Федору много аплодировали, в особенности дамы. Чокались с ним и с его товарищами.
Мадам Любесталь подчеркнуто серьезно сказала:
— Когда говорят по-русски, я все могит понималь. Ваше здоровь, господа!
Татьяна Михайловна сияла, как будто все хорошие слова относились непосредственно к ней, а не к кому-либо другому.
Иван Степанович был непринужденно весел, много шутил и смеялся, держался с гостями просто.
Сестрицы вспомнили пору своего детства: мило вскрикивали от каждого пустяка, хлопали в ладоши, живо вертели своими головками, с которых обильно сыпалась пудра.
Мадам Любесталь хохотала и кокетничала напропалую, ухаживала за рыжим Иконниковым, тянулась через стол, подливала ему вина и подкладывала на тарелку вкусные куски.
— Мосье такой несмели, он рисковаль умереть от голод.
Первоначальная неловкость и принужденность гостей растаяла. Много говорили, мало слушали друг друга. Рабочие Волкова, занявшие все вместе один угол стола, распоряжались там, как дома.
Началось нечто вроде «забавы». Ваня Нарыков читал монологи из «Гамлета», Алеша Попов и Гриша Волков — стихи господина Кантемира и славного пииты Михаилы Ломоносова. Чулкова, обладавшего прекрасным голосом, попросили спеть что-нибудь. Он с большим чувством спел несколько грустных русских песен. Ему слегка аккомпанировала Таня, сбегавшая в дом за гитарой. Пение привело всех в восторг. Гитару ребята рассматривали как диковинный инструмент.

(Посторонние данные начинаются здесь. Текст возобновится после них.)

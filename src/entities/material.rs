use rust_decimal::Decimal;
use sea_orm::entity::prelude::*;
use serde::{Deserialize, Serialize};

/// A stocked raw material owned by exactly one vendor.
///
/// `0 <= available_quantity <= total_quantity` holds after every committed
/// command; `total_quantity - available_quantity` is what products consumed.
#[derive(Clone, Debug, PartialEq, Eq, DeriveEntityModel, Serialize, Deserialize)]
#[sea_orm(table_name = "materials")]
pub struct Model {
    #[sea_orm(primary_key)]
    pub id: i32,
    pub name: String,
    pub category: String,
    pub unit: String,
    #[sea_orm(column_type = "Decimal(Some((16, 4)))")]
    pub price_per_unit: Decimal,
    pub vendor_id: i32,
    pub total_quantity: i64,
    pub available_quantity: i64,
    pub added_at: DateTimeUtc,
    pub is_active: bool,
}

impl Model {
    /// Quantity already bound to products.
    pub fn consumed_quantity(&self) -> i64 {
        self.total_quantity - self.available_quantity
    }
}

#[derive(Copy, Clone, Debug, EnumIter, DeriveRelation)]
pub enum Relation {
    #[sea_orm(
        belongs_to = "super::vendor::Entity",
        from = "Column::VendorId",
        to = "super::vendor::Column::Id"
    )]
    Vendor,
    #[sea_orm(has_many = "super::product_material_usage::Entity")]
    Usages,
}

impl Related<super::vendor::Entity> for Entity {
    fn to() -> RelationDef {
        Relation::Vendor.def()
    }
}

impl Related<super::product_material_usage::Entity> for Entity {
    fn to() -> RelationDef {
        Relation::Usages.def()
    }
}

impl ActiveModelBehavior for ActiveModel {}
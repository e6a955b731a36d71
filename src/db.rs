use crate::config::AppConfig;
use crate::errors::ServiceError;
use metrics::{counter, gauge, histogram};
use sea_orm::{
    ConnectOptions, Database, DatabaseConnection, DatabaseTransaction, TransactionTrait,
};
use sea_orm_migration::MigratorTrait;
use std::ops::Deref;
use std::sync::Arc;
use std::time::{Duration, Instant};
use tokio::sync::{Mutex, OwnedMutexGuard};
use tracing::{debug, error, info, warn};

/// Type alias for a database connection pool
pub type DbPool = DatabaseConnection;

/// Configuration for database connection
#[derive(Debug, Clone)]
pub struct DbConfig {
    /// Database connection URL
    pub url: String,
    /// Maximum number of connections
    pub max_connections: u32,
    /// Minimum number of connections
    pub min_connections: u32,
    /// Connection timeout duration
    pub connect_timeout: Duration,
    /// Idle timeout duration
    pub idle_timeout: Duration,
    /// Acquire connection timeout
    pub acquire_timeout: Duration,
}

impl Default for DbConfig {
    fn default() -> Self {
        Self {
            url: String::new(),
            max_connections: 10,
            min_connections: 1,
            connect_timeout: Duration::from_secs(30),
            idle_timeout: Duration::from_secs(600),
            acquire_timeout: Duration::from_secs(8),
        }
    }
}

impl From<&AppConfig> for DbConfig {
    fn from(cfg: &AppConfig) -> Self {
        // An in-memory SQLite database exists per connection, so the pool must
        // never open a second one.
        let (max_connections, min_connections) = if cfg.is_in_memory_sqlite() {
            (1, 1)
        } else {
            (cfg.db_max_connections, cfg.db_min_connections)
        };

        Self {
            url: cfg.database_url.clone(),
            max_connections,
            min_connections,
            connect_timeout: Duration::from_secs(cfg.db_connect_timeout_secs),
            idle_timeout: Duration::from_secs(cfg.db_idle_timeout_secs),
            acquire_timeout: Duration::from_secs(cfg.db_acquire_timeout_secs),
        }
    }
}

/// Establishes a connection pool to the database using default tuning
pub async fn establish_connection(database_url: &str) -> Result<DbPool, ServiceError> {
    let config = DbConfig {
        url: database_url.to_string(),
        ..Default::default()
    };

    establish_connection_with_config(&config).await
}

/// Establishes a connection pool to the database with custom configuration
///
/// # Errors
/// Returns `ServiceError::DatabaseError` if the connection cannot be established
pub async fn establish_connection_with_config(config: &DbConfig) -> Result<DbPool, ServiceError> {
    debug!("Configuring database connection with: {:?}", config);

    let mut opt = ConnectOptions::new(config.url.clone());
    opt.max_connections(config.max_connections)
        .min_connections(config.min_connections)
        .connect_timeout(config.connect_timeout)
        .acquire_timeout(config.acquire_timeout)
        .idle_timeout(config.idle_timeout)
        .sqlx_logging(false);

    gauge!("ledger_db.max_connections", config.max_connections as f64);

    info!(
        "Connecting to database with max_connections={}",
        config.max_connections
    );

    let pool = Database::connect(opt).await.map_err(|e| {
        error!("Database connection failed: {}", e);
        counter!("ledger_db.connection_failures", 1);
        ServiceError::DatabaseError(e)
    })?;

    info!("Database connection pool established successfully");
    Ok(pool)
}

/// Runs the embedded schema migrations
///
/// # Errors
/// Returns `ServiceError::MigrationError` if any migration fails
pub async fn run_migrations(pool: &DbPool) -> Result<(), ServiceError> {
    info!("Running database migrations");
    let start = Instant::now();

    let result = crate::migrator::Migrator::up(pool, None)
        .await
        .map_err(|e| ServiceError::MigrationError(e.to_string()));

    let elapsed = start.elapsed();
    match &result {
        Ok(_) => info!("Database migrations completed successfully in {:?}", elapsed),
        Err(e) => error!("Database migrations failed after {:?}: {}", elapsed, e),
    }

    result
}

/// Checks if the database connection is active
pub async fn check_connection(pool: &DbPool) -> Result<(), ServiceError> {
    let start = Instant::now();
    let result = pool.ping().await.map_err(ServiceError::DatabaseError);

    let elapsed = start.elapsed();
    match &result {
        Ok(_) => {
            debug!("Database connection check successful in {:?}", elapsed);
            gauge!("ledger_db.connection_latency", elapsed.as_millis() as f64);
        }
        Err(e) => {
            error!("Database connection check failed after {:?}: {}", elapsed, e);
            counter!("ledger_db.connection_failures", 1);
        }
    }

    result
}

/// Shared handle on the ledger database.
///
/// Reads go straight to the pool. Every state-changing command goes through
/// [`LedgerStore::begin_write`], which serializes commands process-wide and
/// scopes their writes to a single transaction.
#[derive(Debug, Clone)]
pub struct LedgerStore {
    db: Arc<DbPool>,
    gate: Arc<Mutex<()>>,
}

impl LedgerStore {
    pub fn new(db: Arc<DbPool>) -> Self {
        Self {
            db,
            gate: Arc::new(Mutex::new(())),
        }
    }

    /// Connection for read-only queries
    pub fn conn(&self) -> &DbPool {
        &self.db
    }

    /// Waits for exclusive write access and opens a transaction.
    ///
    /// Dropping the returned [`WriteTxn`] without committing rolls back every
    /// write made through it.
    pub async fn begin_write(&self) -> Result<WriteTxn, ServiceError> {
        let guard = self.gate.clone().lock_owned().await;
        let txn = self.db.begin().await.map_err(|e| {
            counter!("ledger_db.transaction.begin_failed", 1);
            ServiceError::DatabaseError(e)
        })?;
        counter!("ledger_db.transaction.started", 1);

        Ok(WriteTxn {
            txn,
            started: Instant::now(),
            _guard: guard,
        })
    }
}

/// An open write transaction holding the ledger's write gate
pub struct WriteTxn {
    txn: DatabaseTransaction,
    started: Instant,
    _guard: OwnedMutexGuard<()>,
}

impl WriteTxn {
    pub async fn commit(self) -> Result<(), ServiceError> {
        let elapsed = self.started.elapsed();
        histogram!("ledger_db.transaction.duration", elapsed.as_secs_f64());
        match self.txn.commit().await {
            Ok(()) => {
                counter!("ledger_db.transaction.committed", 1);
                debug!("Transaction committed in {:?}", elapsed);
                Ok(())
            }
            Err(e) => {
                counter!("ledger_db.transaction.rolled_back", 1);
                warn!("Transaction commit failed after {:?}: {}", elapsed, e);
                Err(ServiceError::DatabaseError(e))
            }
        }
    }
}

impl Deref for WriteTxn {
    type Target = DatabaseTransaction;

    fn deref(&self) -> &Self::Target {
        &self.txn
    }
}

#[cfg(test)]
mod tests {
    use super::*;
    use sea_orm::{ConnectionTrait, DbBackend, Statement};

    async fn memory_store() -> LedgerStore {
        let config = DbConfig {
            url: "sqlite::memory:".into(),
            max_connections: 1,
            min_connections: 1,
            ..Default::default()
        };
        let pool = establish_connection_with_config(&config)
            .await
            .expect("sqlite connection");
        run_migrations(&pool).await.expect("migrations");
        LedgerStore::new(Arc::new(pool))
    }

    async fn vendor_rows(store: &LedgerStore) -> i64 {
        let row = store
            .conn()
            .query_one(Statement::from_string(
                DbBackend::Sqlite,
                "SELECT COUNT(*) AS n FROM vendors".to_string(),
            ))
            .await
            .expect("count query")
            .expect("count row");
        row.try_get("", "n").expect("count column")
    }

    const INSERT_VENDOR: &str = "INSERT INTO vendors (identity, name, location, contact_info, material_types, registered_at, is_active) \
         VALUES ('0xv', 'V', 'L', 'C', 'M', '2025-01-01T00:00:00Z', 1)";

    #[tokio::test]
    async fn dropped_transaction_rolls_back() {
        let store = memory_store().await;
        {
            let txn = store.begin_write().await.expect("begin");
            txn.execute(Statement::from_string(DbBackend::Sqlite, INSERT_VENDOR.to_string()))
                .await
                .expect("insert");
        }
        assert_eq!(vendor_rows(&store).await, 0);
    }

    #[tokio::test]
    async fn committed_transaction_is_visible() {
        let store = memory_store().await;
        let txn = store.begin_write().await.expect("begin");
        txn.execute(Statement::from_string(DbBackend::Sqlite, INSERT_VENDOR.to_string()))
            .await
            .expect("insert");
        txn.commit().await.expect("commit");
        assert_eq!(vendor_rows(&store).await, 1);
        assert!(check_connection(store.conn()).await.is_ok());
    }
}
use axum::{
    extract::{Path, State},
    response::IntoResponse,
    routing::{get, post},
    Json, Router,
};
use serde::Deserialize;
use std::sync::Arc;
use validator::Validate;

use super::common::{no_content_response, success_response, validate_input};
use crate::{auth::CallerIdentity, errors::ServiceError, AppState};

#[derive(Debug, Deserialize, Validate)]
pub struct RateVendorRequest {
    /// Tenths of a star, 10..=50 in steps of 5
    #[validate(range(min = 10, max = 50))]
    pub rating: i32,
}

async fn vendor_performance(
    State(state): State<Arc<AppState>>,
    Path(id): Path<i32>,
) -> Result<impl IntoResponse, ServiceError> {
    Ok(success_response(
        state.services.vendor_performance.vendor_performance(id).await?,
    ))
}

async fn verify_vendor(
    State(state): State<Arc<AppState>>,
    CallerIdentity(caller): CallerIdentity,
    Path(id): Path<i32>,
) -> Result<impl IntoResponse, ServiceError> {
    state
        .services
        .vendor_performance
        .verify_vendor(&caller, id)
        .await?;
    Ok(no_content_response())
}

async fn rate_vendor(
    State(state): State<Arc<AppState>>,
    CallerIdentity(caller): CallerIdentity,
    Path(id): Path<i32>,
    Json(payload): Json<RateVendorRequest>,
) -> Result<impl IntoResponse, ServiceError> {
    validate_input(&payload)?;
    state
        .services
        .vendor_performance
        .rate_vendor(&caller, id, payload.rating)
        .await?;
    Ok(no_content_response())
}

pub fn routes() -> Router<Arc<AppState>> {
    Router::new()
        .route("/vendors/:id/performance", get(vendor_performance))
        .route("/vendors/:id/verify", post(verify_vendor))
        .route("/vendors/:id/rating", post(rate_vendor))
}
/// Stage transitions after materials are in place. Each one is legal from
/// exactly one stage and for exactly one role.
#[derive(Debug, Clone, Copy, PartialEq, Eq)]
enum Transition {
    StartManufacturing,
    StartDistribution,
    ReceiveAtRetail,
    MarkAsSold,
}

impl Transition {
    fn operation(self) -> &'static str {
        match self {
            Transition::StartManufacturing => "start_manufacturing",
            Transition::StartDistribution => "start_distribution",
            Transition::ReceiveAtRetail => "receive_at_retail",
            Transition::MarkAsSold => "mark_as_sold",
        }
    }

    fn from(self) -> Stage {
        match self {
            Transition::StartManufacturing => Stage::MaterialsAssigned,
            Transition::StartDistribution => Stage::Manufacturing,
            Transition::ReceiveAtRetail => Stage::Distribution,
            Transition::MarkAsSold => Stage::Retail,
        }
    }

    fn to(self) -> Stage {
        match self {
            Transition::StartManufacturing => Stage::Manufacturing,
            Transition::StartDistribution => Stage::Distribution,
            Transition::ReceiveAtRetail => Stage::Retail,
            Transition::MarkAsSold => Stage::Sold,
        }
    }

    /// Registry id of the caller if its role may attempt this transition.
    fn party(self, caller: Caller) -> Option<i32> {
        match (self, caller) {
            (Transition::StartManufacturing, Caller::Manufacturer(id)) => Some(id),
            (Transition::StartDistribution, Caller::Distributor(id)) => Some(id),
            (Transition::ReceiveAtRetail, Caller::Retailer(id)) => Some(id),
            (Transition::MarkAsSold, Caller::Retailer(id)) => Some(id),
            _ => None,
        }
    }
}

/// The product stage machine:
/// Init -> MaterialsAssigned -> Manufacturing -> Distribution -> Retail -> Sold.
#[derive(Debug, Clone)]
pub struct LifecycleService {
    ctx: LedgerContext,
}

impl LifecycleService {
    pub fn new(ctx: LedgerContext) -> Self {
        Self { ctx }
    }

    /// Creates a product in `Init` with nobody assigned. Returns the new id.
    #[instrument(skip(self, input), fields(caller = %caller, product = %input.name))]
    pub async fn create_product(
        &self,
        caller: &Identity,
        input: NewProduct,
    ) -> Result<i32, ServiceError> {
        observe("create_product", self.try_create_product(caller, input).await)
    }

    async fn try_create_product(
        &self,
        caller: &Identity,
        input: NewProduct,
    ) -> Result<i32, ServiceError> {
        require_positive("target_quantity", input.target_quantity)?;
        validated(&input)?;

        let (txn, actor) = self.ctx.begin(caller).await?;
        actor.require_owner("create products")?;

        let now = Utc::now();
        let product = product::ActiveModel {
            id: NotSet,
            name: Set(input.name.trim().to_string()),
            description: Set(input.description),
            target_quantity: Set(input.target_quantity),
            manufacturer_id: Set(0),
            distributor_id: Set(0),
            retailer_id: Set(0),
            stage: Set(Stage::Init),
            created_at: Set(now),
        }
        .insert(&*txn)
        .await?;

        product_timeline::ActiveModel {
            product_id: Set(product.id),
            created_at: Set(now),
            materials_assigned_at: Set(None),
            manufacturing_started_at: Set(None),
            distribution_started_at: Set(None),
            retail_received_at: Set(None),
            sold_at: Set(None),
        }
        .insert(&*txn)
        .await?;
        txn.commit().await?;

        info!(product_id = product.id, "Product created");
        self.ctx.publish([Event::ProductCreated(product.id)]);
        Ok(product.id)
    }

    /// Binds `quantity` of a material to a product, taking it from the
    /// material's free stock.
    ///
    /// The Owner or any registered manufacturer may contribute, while the
    /// product is still in `Init` or `MaterialsAssigned`. Assigning the same
    /// material twice accumulates into one usage record.
    #[instrument(skip(self), fields(caller = %caller))]
    pub async fn assign_material(
        &self,
        caller: &Identity,
        product_id: i32,
        material_id: i32,
        quantity: i64,
    ) -> Result<product_material_usage::Model, ServiceError> {
        observe(
            "assign_material",
            self.try_assign_material(caller, product_id, material_id, quantity)
                .await,
        )
    }

    async fn try_assign_material(
        &self,
        caller: &Identity,
        product_id: i32,
        material_id: i32,
        quantity: i64,
    ) -> Result<product_material_usage::Model, ServiceError> {
        require_positive("quantity", quantity)?;

        let (txn, actor) = self.ctx.begin(caller).await?;
        if !matches!(actor.caller, Caller::Owner | Caller::Manufacturer(_)) {
            return Err(actor.denied("assign materials"));
        }

        let product = find_product(&*txn, product_id).await?;
        if !product.stage.accepts_materials() {
            return Err(ServiceError::InvalidStage {
                product_id,
                stage: product.stage,
                operation: "assign_material",
            });
        }

        inventory::deduct(&*txn, &actor, material_id, product_id, quantity).await?;

        let now = Utc::now();
        let existing = product_material_usage::Entity::find()
            .filter(product_material_usage::Column::ProductId.eq(product_id))
            .filter(product_material_usage::Column::MaterialId.eq(material_id))
            .one(&*txn)
            .await?;
        let usage = match existing {
            Some(usage) => {
                let merged = usage.quantity_used + quantity;
                let mut active = usage.into_active_model();
                active.quantity_used = Set(merged);
                active.update(&*txn).await?
            }
            None => {
                product_material_usage::ActiveModel {
                    id: NotSet,
                    product_id: Set(product_id),
                    material_id: Set(material_id),
                    quantity_used: Set(quantity),
                    assigned_at: Set(now),
                }
                .insert(&*txn)
                .await?
            }
        };

        let mut events = vec![Event::MaterialAssigned {
            product_id,
            material_id,
            quantity,
        }];
        if product.stage == Stage::Init {
            let mut active = product.into_active_model();
            active.stage = Set(Stage::MaterialsAssigned);
            active.update(&*txn).await?;
            stamp_timeline(&*txn, product_id, Stage::MaterialsAssigned, now).await?;
            events.push(Event::StageAdvanced {
                product_id,
                from: Stage::Init,
                to: Stage::MaterialsAssigned,
                at: now,
            });
        }
        txn.commit().await?;

        info!(
            product_id,
            material_id,
            quantity,
            total_used = usage.quantity_used,
            "Material assigned"
        );
        self.ctx.publish(events);
        Ok(usage)
    }

    /// Manufacturer takes a product with materials into production and is
    /// recorded as its manufacturer.
    #[instrument(skip(self), fields(caller = %caller))]
    pub async fn start_manufacturing(
        &self,
        caller: &Identity,
        product_id: i32,
    ) -> Result<product::Model, ServiceError> {
        self.transition(caller, product_id, Transition::StartManufacturing)
            .await
    }

    #[instrument(skip(self), fields(caller = %caller))]
    pub async fn start_distribution(
        &self,
        caller: &Identity,
        product_id: i32,
    ) -> Result<product::Model, ServiceError> {
        self.transition(caller, product_id, Transition::StartDistribution)
            .await
    }

    #[instrument(skip(self), fields(caller = %caller))]
    pub async fn receive_at_retail(
        &self,
        caller: &Identity,
        product_id: i32,
    ) -> Result<product::Model, ServiceError> {
        self.transition(caller, product_id, Transition::ReceiveAtRetail)
            .await
    }

    /// Only the retailer that received the product may sell it.
    #[instrument(skip(self), fields(caller = %caller))]
    pub async fn mark_as_sold(
        &self,
        caller: &Identity,
        product_id: i32,
    ) -> Result<product::Model, ServiceError> {
        self.transition(caller, product_id, Transition::MarkAsSold)
            .await
    }

    async fn transition(
        &self,
        caller: &Identity,
        product_id: i32,
        transition: Transition,
    ) -> Result<product::Model, ServiceError> {
        observe(
            transition.operation(),
            self.try_transition(caller, product_id, transition).await,
        )
    }

    async fn try_transition(
        &self,
        caller: &Identity,
        product_id: i32,
        transition: Transition,
    ) -> Result<product::Model, ServiceError> {
        let (txn, actor) = self.ctx.begin(caller).await?;
        let party = transition
            .party(actor.caller)
            .ok_or_else(|| actor.denied(transition.operation()))?;

        let product = find_product(&*txn, product_id).await?;
        if product.stage != transition.from() {
            return Err(ServiceError::InvalidStage {
                product_id,
                stage: product.stage,
                operation: transition.operation(),
            });
        }

        let mut active = product.clone().into_active_model();
        match transition {
            Transition::StartManufacturing => {
                let usages = product_material_usage::Entity::find()
                    .filter(product_material_usage::Column::ProductId.eq(product_id))
                    .count(&*txn)
                    .await?;
                if usages == 0 {
                    return Err(ServiceError::NoMaterialsAssigned(product_id));
                }
                active.manufacturer_id = Set(party);
            }
            Transition::StartDistribution => active.distributor_id = Set(party),
            Transition::ReceiveAtRetail => active.retailer_id = Set(party),
            Transition::MarkAsSold => ensure_assigned_retailer(&actor, &product, party)?,
        }

        let now = Utc::now();
        active.stage = Set(transition.to());
        let updated = active.update(&*txn).await?;
        stamp_timeline(&*txn, product_id, transition.to(), now).await?;
        txn.commit().await?;

        info!(
            product_id,
            stage = %updated.stage,
            "Product advanced to {}",
            updated.stage.label()
        );
        self.ctx.publish([Event::StageAdvanced {
            product_id,
            from: transition.from(),
            to: transition.to(),
            at: now,
        }]);
        Ok(updated)
    }

    pub async fn get_product(&self, product_id: i32) -> Result<product::Model, ServiceError> {
        find_product(self.ctx.store().conn(), product_id).await
    }

    pub async fn list_products(&self) -> Result<Vec<product::Model>, ServiceError> {
        Ok(product::Entity::find()
            .order_by_asc(product::Column::Id)
            .all(self.ctx.store().conn())
            .await?)
    }

    pub async fn product_count(&self) -> Result<u64, ServiceError> {
        Ok(product::Entity::find()
            .count(self.ctx.store().conn())
            .await?)
    }

    /// Usage records of a product, in assignment order.
    pub async fn get_product_materials(
        &self,
        product_id: i32,
    ) -> Result<Vec<product_material_usage::Model>, ServiceError> {
        let conn = self.ctx.store().conn();
        find_product(conn, product_id).await?;
        Ok(product_material_usage::Entity::find()
            .filter(product_material_usage::Column::ProductId.eq(product_id))
            .order_by_asc(product_material_usage::Column::Id)
            .all(conn)
            .await?)
    }

    pub async fn get_product_materials_count(&self, product_id: i32) -> Result<u64, ServiceError> {
        let conn = self.ctx.store().conn();
        find_product(conn, product_id).await?;
        Ok(product_material_usage::Entity::find()
            .filter(product_material_usage::Column::ProductId.eq(product_id))
            .count(conn)
            .await?)
    }

    pub async fn get_product_timeline(
        &self,
        product_id: i32,
    ) -> Result<product_timeline::Model, ServiceError> {
        product_timeline::Entity::find_by_id(product_id)
            .one(self.ctx.store().conn())
            .await?
            .ok_or(ServiceError::ProductNotFound(product_id))
    }
}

Иван Степанович придрался к случаю, провозгласил тост «за простой, талантливый русский народ, славные представители которого почтили днесь его честью присутствия за его скромным столом». Славные представители снова смутились и неловко безмолвствовали.
Хозяин пригласил гостей осмотреть его покои. Побежал вперед, предупредительно распахивая двери. Федор с Танечкой и мадам замыкали шествие.
Танечка, оживленная сверх меры, раскрасневшаяся и сияющая, все время мило и довольно бессвязно щебетала, целовала мадам и не спускала глаз с гостя.
— Зимой не пожелаете ли перебраться в сие помещение? — говорил Иван Степанович, показывая большую залу. — Театр возможно оборудовать изрядный, по-домашнему.
— Смотрителей не наберется достаточно, — заметил Федор. — Наши постесняются в барские покои ходить.
— И таких, кои не постесняются, найдется достаточно, — неопределенно выразился Майков.
Федор промолчал.
Татьяна Михайловна замедлила шаги, дала всем пройти вперед. Последней вышла из залы мадам Любесталь. Она оглянулась на пороге, с улыбкой кивнула головой и скрылась.
Таня сказала очень тихо и нерешительно:
— Мне непременно надо поговорить с вами ноне, Федор Григорьевич…
Федор с удивлением взглянул на нее. Она покраснела до ушей. Растерянно, с дрожью в голосе, проговорила:
— У, какой вы… Я боюсь вашего взгляда. Взглянете — и язык отнимается…
Федор неловко извинился:
— Сие заблуждение ваше, Татьяна Михайловна. Показалось вам, чего нет. Взгляд мой, вас напугавший, от сомнения мимолетного: чем мог я вызвать любезную доверенность вашу.
— Правда? — заглянула ему в глаза девушка. — А ну — не правда? Без отзывчивости сердечной говорить оного нельзя. По глазам — надо быть, правда… Пойдемте куда, чтобы с глазу на глаз. Войдет кто — я умереть могу…
Потащила его за руку через две комнаты. Заглянула в библиотеку.
— Никого… Они здесь были… Зайдемте…
Пропустила Федора. Осторожно прикрыла дверь.
Федор, неприятно обеспокоенный порывистостью девушки, ждал, что последует далее.
— Давайте присядем… У меня сердце так бьется… Нет, нет, не к свету…
Присели в полутемном уголке. Таня, потупив глаза, молчала. Молчал и Федор, избегая пристально смотреть на девушку.
Прошло довольно продолжительное время; молчание все не нарушалось.
Федор начал смотреть на дело с шутливой стороны, как на каприз избалованной барышни.
— Зело красноречивая беседа, — сказал он с улыбкой.
— Помолчите: — прервала его девушка и еще ниже наклонила голову. — Я же не виновата, что такая глупая. Ищу, ищу слова нужного, а его нет. Или оно есть, да выговорить трудно… Потребно обдумать…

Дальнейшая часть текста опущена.